Contributors: Aslam Fataar is Education Professor and works in the Department of Education Policy Studies at Stellenbosch University. Nancy Morkel teaches English Literature in the Faculty of Arts at Nelson Mandela University. She is studying towards a PhD in African Studies at the same university. Dr Jason Arday is an Assistant Professor in Sociology at Durham University in the Department of Sociology. This roundtable was chaired by Jenny du Preez, who is a Postdoctoral Fellow in the Chair for Critical Studies in Higher Education Transformation (CriSHET) at Nelson Mandela University.

[1] From the 15th to the 20th of August 2019, the Nelson Mandela University in collaboration with Queen’s University Belfast, hosted a Winter School titled Emancipatory Imaginations: Advancing Critical University Studies. This event was partially funded by the Global Challenges Research Fund as a network project led by Dr Dina Zoe Belluigi and Prof Andre Keet. Over 6 days, scholars, activists and policy-makers from across the globe discussed the university and how it might be studied from a multitude of perspectives. See more about the event here.
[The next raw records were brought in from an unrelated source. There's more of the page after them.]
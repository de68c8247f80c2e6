//! Error types for the simulation.

use thiserror::Error;

pub type Result<T> = std::result::Result<T, Error>;

#[derive(Error, Debug)]
pub enum Error {
    #[error("Invalid track: {0}")]
    InvalidTrack(String),

    #[error("Invalid action index {0}, expected 0..4")]
    InvalidAction(usize),

    #[error("Invalid config: {0}")]
    InvalidConfig(String),

    #[error("Serialization error: {0}")]
    Serialization(String),
}

impl From<serde_json::Error> for Error {
    fn from(err: serde_json::Error) -> Self {
        Error::Serialization(err.to_string())
    }
}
[2] ‘Umrhabulo’ is a practice of equality in sharing:

This is a South African approach to discussing important issues affecting the community. The practice of umrhabulo is embodied in the passing of a shared drink between those gathered, who sip from the vessel, conscious of everyone’s consumption. The same rule applies to the conversation, as there is limited time and many issues to discuss. One does not talk for too long, to avoid depriving others of ukurhabula.

For more see the concept note by Melathisi Ncityana and Nobubele Phuza within the appendix of the event report.